Discipleship matters. We know this. We also know that the way we disciple people in our lives matters.
If 2020 taught us anything, it’s that life can and WILL change instantly. It also forced us to get creative in how we do ministry!
We often see formulas for discipleship. These are great . . . but I have a secret for you. There is no one-size-fits-all formula.
We can breathe a sigh of relief.
We know our students and young adults. We know what they need and how they respond. We also know that God is faithful and He is with us in every situation.
Still, if we don’t change, we don’t grow. It is ALWAYS worth looking at current trends in discipleship, in communication, and in the global Church to see what is working.
Last year, during lockdown, we had to adapt. For many churches, this was their first foray into meeting online, and now, most churches have multiple online services and discipleship meetings each week.
A few months into the pandemic, youth pastors realized Zoom was a great tool for adults, but it was not working for our students after months of online schooling.
So what did we do? We adjusted. We spent a lot of time doing research and collaborating with our colleagues to share ideas. We had birthday parades and Chick-fil-A drop-offs. We had socially-distanced meetups and even went back to sending letters in the mail.
Youth pastors and leaders are doing incredible things for their students that reflect the love of Christ in addition to their weekly youth group and church services. I encourage you—this is important work!

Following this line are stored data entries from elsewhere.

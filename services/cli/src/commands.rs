use crate::infra::{day_key, parse_answer_pair, parse_date, resolve_answers};
use crate::render::{render_sections, render_summary};
use chrono::NaiveDate;
use clap::Args;
use daybook::config::AppConfig;
use daybook::error::AppError;
use daybook::journal::{project, score, SectionResult};
use tracing::info;

#[derive(Args, Debug)]
pub(crate) struct RecordArgs {
    /// Section to score (see `daybook sections`)
    pub(crate) section: String,
    /// Answer as question=value; a bare question id marks a checkbox
    #[arg(long = "answer", short = 'a', value_parser = parse_answer_pair)]
    pub(crate) answers: Vec<(String, String)>,
    /// Day to record against (YYYY-MM-DD, defaults to today)
    #[arg(long, value_parser = parse_date)]
    pub(crate) date: Option<NaiveDate>,
}

#[derive(Args, Debug)]
pub(crate) struct DayArgs {
    /// Day to print (YYYY-MM-DD, defaults to today)
    #[arg(long, value_parser = parse_date)]
    pub(crate) date: Option<NaiveDate>,
}

#[derive(Args, Debug)]
pub(crate) struct SummaryArgs {
    /// Day to summarize (YYYY-MM-DD, defaults to today)
    #[arg(long, value_parser = parse_date)]
    pub(crate) date: Option<NaiveDate>,
    /// Emit the summary as JSON instead of text
    #[arg(long)]
    pub(crate) json: bool,
}

pub(crate) fn run_record(config: &AppConfig, args: RecordArgs) -> Result<(), AppError> {
    let RecordArgs {
        section,
        answers,
        date,
    } = args;

    let registry = config.journal.registry()?;
    let section = registry.get_section(&section)?;
    let answers = resolve_answers(section, &answers)?;
    let day = day_key(config, date);

    let result = score(section, &answers);
    config.storage.open_store().save(day, &section.id, result.clone())?;
    info!(%day, section = %section.id, answered = answers.len(), "section recorded");

    match &result {
        SectionResult::Scored(scored) => println!(
            "{} on {}: {}/{} ({}%)",
            section.label, day, scored.score, scored.max_score, scored.percentage
        ),
        SectionResult::Subgroups(groups) => {
            println!("{} on {}", section.label, day);
            for (name, scored) in groups.iter() {
                println!("- {}: {}/{}", name, scored.score, scored.max_score);
            }
        }
        SectionResult::Selections(values) => {
            println!("{} on {}", section.label, day);
            for (question, value) in values.iter() {
                println!("- {}: {}", question, value);
            }
        }
    }

    Ok(())
}

pub(crate) fn run_day(config: &AppConfig, args: DayArgs) -> Result<(), AppError> {
    let day = day_key(config, args.date);
    let record = config.storage.open_store().get_day(day);
    let body = serde_json::to_string_pretty(&record)?;
    println!("{body}");
    Ok(())
}

pub(crate) fn run_summary(config: &AppConfig, args: SummaryArgs) -> Result<(), AppError> {
    let registry = config.journal.registry()?;
    let day = day_key(config, args.date);
    let record = config.storage.open_store().get_day(day);
    let summary = project(&registry, day, &record);

    if args.json {
        let body = serde_json::to_string_pretty(&summary)?;
        println!("{body}");
    } else {
        render_summary(&summary);
    }
    Ok(())
}

pub(crate) fn run_history(config: &AppConfig) -> Result<(), AppError> {
    let days = config.storage.open_store().recorded_days();
    if days.is_empty() {
        println!("No days recorded yet.");
    } else {
        for day in days {
            println!("{day}");
        }
    }
    Ok(())
}

pub(crate) fn run_sections(config: &AppConfig) -> Result<(), AppError> {
    let registry = config.journal.registry()?;
    render_sections(&registry);
    Ok(())
}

To be blunt, we do whatever it takes to let our teens and young adults know that we care. This includes being willing to try discipleship trends, whether it’s a TikTok devotional or an Instagram Live Bible study.

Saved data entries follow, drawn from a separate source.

use std::collections::HashMap;

use chrono::{Local, NaiveDate, Utc};
use serde::Serialize;
use tracing::{debug, info};

use super::domain::{Answers, DayKey, SectionDefinition, SectionId, SectionResult};
use super::registry::{RegistryError, SectionRegistry};
use super::scoring::score;
use super::store::{DayRecordStore, StorageBackend, StoreError};
use super::summary::project;
use super::views::DailySummary;

/// Where the day key comes from when a section is saved.
#[derive(Debug, Clone, Copy, PartialEq, Eq)]
pub enum DayClock {
    Utc,
    Local,
    Fixed(NaiveDate),
}

impl DayClock {
    pub fn today(self) -> DayKey {
        match self {
            Self::Utc => DayKey::new(Utc::now().date_naive()),
            Self::Local => DayKey::new(Local::now().date_naive()),
            Self::Fixed(date) => DayKey::new(date),
        }
    }
}

/// Supplies answers for a section when the user leaves its page.
pub trait AnswerSource {
    fn collect_answers(&self, section: &SectionDefinition) -> Answers;
}

/// Answers already gathered for the page being left.
impl AnswerSource for Answers {
    fn collect_answers(&self, _section: &SectionDefinition) -> Answers {
        self.clone()
    }
}

impl AnswerSource for HashMap<SectionId, Answers> {
    fn collect_answers(&self, section: &SectionDefinition) -> Answers {
        self.get(&section.id).cloned().unwrap_or_default()
    }
}

/// One screen of the questionnaire.
#[derive(Debug, Clone, PartialEq, Eq)]
pub struct Page {
    pub id: String,
    pub section: Option<SectionId>,
}

impl Page {
    pub fn questions(id: &str, section: &str) -> Self {
        Self {
            id: id.to_string(),
            section: Some(SectionId::from(section)),
        }
    }

    pub fn summary(id: &str) -> Self {
        Self {
            id: id.to_string(),
            section: None,
        }
    }
}

pub const SUMMARY_PAGE_ID: &str = "summary-insight";

/// Page flow of the built-in questionnaire.
pub fn standard_pages() -> Vec<Page> {
    vec![
        Page::questions("page-1", "offday"),
        Page::questions("page-2", "discipline"),
        Page::questions("page-3", "wisdom"),
        Page::questions("page-4", "skills"),
        Page::questions("page-5", "ratings"),
        Page::questions("page-6", "reflection"),
        Page::questions("page-7", "archetype"),
        Page::summary(SUMMARY_PAGE_ID),
    ]
}

/// One page per registered section in declaration order, then the summary.
pub fn pages_for(registry: &SectionRegistry) -> Vec<Page> {
    registry
        .sections()
        .enumerate()
        .map(|(position, section)| {
            Page::questions(&format!("page-{}", position + 1), section.id.as_str())
        })
        .chain(std::iter::once(Page::summary(SUMMARY_PAGE_ID)))
        .collect()
}

#[derive(Debug, thiserror::Error)]
pub enum SessionError {
    #[error(transparent)]
    Registry(#[from] RegistryError),
    #[error(transparent)]
    Store(#[from] StoreError),
    #[error("a session needs at least one page")]
    NoPages,
}

/// What the renderer should show after a transition.
#[derive(Debug, Clone, PartialEq, Eq, Serialize)]
#[serde(rename_all = "snake_case", tag = "kind")]
pub enum PageContent {
    /// A question page, with whatever was already saved for it today.
    Questions {
        section: SectionId,
        #[serde(skip_serializing_if = "Option::is_none")]
        saved: Option<SectionResult>,
    },
    /// A page without questions; carries the day's projected summary.
    Summary { summary: DailySummary },
}

#[derive(Debug, Clone, PartialEq, Eq, Serialize)]
pub struct PageView {
    pub index: usize,
    pub page_id: String,
    pub content: PageContent,
}

/// Navigation controller holding the current page and the journal store.
pub struct JournalSession<'r, B> {
    registry: &'r SectionRegistry,
    store: DayRecordStore<B>,
    pages: Vec<Page>,
    current: usize,
    clock: DayClock,
}

impl<'r, B: StorageBackend> JournalSession<'r, B> {
    /// Fails if a page refers to a section missing from the registry.
    pub fn new(
        registry: &'r SectionRegistry,
        store: DayRecordStore<B>,
        pages: Vec<Page>,
        clock: DayClock,
    ) -> Result<Self, SessionError> {
        if pages.is_empty() {
            return Err(SessionError::NoPages);
        }
        for section in pages.iter().filter_map(|page| page.section.as_ref()) {
            registry.get_section(section.as_str())?;
        }

        Ok(Self {
            registry,
            store,
            pages,
            current: 0,
            clock,
        })
    }

    pub fn current_index(&self) -> usize {
        self.current
    }

    pub fn current_page(&self) -> &Page {
        &self.pages[self.current]
    }

    pub fn store(&self) -> &DayRecordStore<B> {
        &self.store
    }

    pub fn is_finished(&self) -> bool {
        self.current + 1 == self.pages.len()
    }

    /// Saves the current page's section, then moves to the next page.
    ///
    /// On the last page nothing moves; the section (if any) is still saved.
    pub fn advance(&mut self, answers: &dyn AnswerSource) -> Result<PageView, SessionError> {
        let day = self.clock.today();
        if let Some(section_id) = self.current_page().section.clone() {
            let section = self.registry.get_section(section_id.as_str())?;
            let result = score(section, &answers.collect_answers(section));
            self.store.save(day, &section_id, result)?;
        }

        if self.current + 1 < self.pages.len() {
            self.current += 1;
        }
        info!(page = %self.current_page().id, index = self.current, "advanced");
        Ok(self.view_for(day))
    }

    pub fn go_back(&mut self) -> PageView {
        self.current = self.current.saturating_sub(1);
        debug!(page = %self.current_page().id, index = self.current, "went back");
        self.view()
    }

    /// Renders the current page against today's record.
    pub fn view(&self) -> PageView {
        self.view_for(self.clock.today())
    }

    fn view_for(&self, day: DayKey) -> PageView {
        let page = self.current_page();
        let record = self.store.get_day(day);

        let content = match &page.section {
            Some(section) => PageContent::Questions {
                section: section.clone(),
                saved: record.get(section).cloned(),
            },
            None => PageContent::Summary {
                summary: project(self.registry, day, &record),
            },
        };

        PageView {
            index: self.current,
            page_id: page.id.clone(),
            content,
        }
    }
}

Sometimes, these things are a spectacular failure . . . . But often, it leads us to amazing opportunities to connect with believers from all over the world (like the NYI Journey Event we’re taking part in this summer).
As you prepare to continue to step out in faith, here are five reasons to follow discipleship trends:
1. Communication is constantly changing.
Some of us loved talking on the phone as teenagers, but our students would rather text or Snapchat. While meeting together in person is incredibly important, we need to be willing to shake up our methods of communication.
2 . If we aren’t meeting our students where they are (in real life or virtually), someone else will.
Social media is a powerful tool for connecting with our students, and if we aren’t utilizing it, we are missing out on building credible connections. If we aren’t meeting our students online, they’ll get their answers elsewhere. We don’t have to show up perfectly, but we do need to show up.
3. If we want different results, we should be willing to try something new.
I get it—sometimes, we might have a great idea only to end up being a total flop. We do NOT like to fail, but if we want to build deeper relationships with our students, we have to be willing to engage them in new ways. And sometimes, this means failing.
4. Teens and young adults know when you are invested.
This idea may seem a little out of place, but think about it. When we care about someone and want to invest in them, we do whatever it takes to engage them, even if it
means trying something totally out of our comfort zone (Instagram Reels, anyone?).
5. We will also become better disciples.
As someone who works with students, I learn the most when I go into a new situation realizing that I know very little. Trying something new can be challenging, but it teaches us many valuable lessons.
I am always surprised at how God chooses to work (mostly because it’s never how I expect!). The past year has been a testimony of this.
“Instagram Reels ministering to me when I needed it the most? No way! Connecting with other believers via Zoom? It can’t possibly be as effective.”
And yet… it works.
It all works. When we step out in faith and are willing to dip our toes into the unfamiliar waters of doing discipleship differently, we are trusting God and showing people that we minister to that they matter.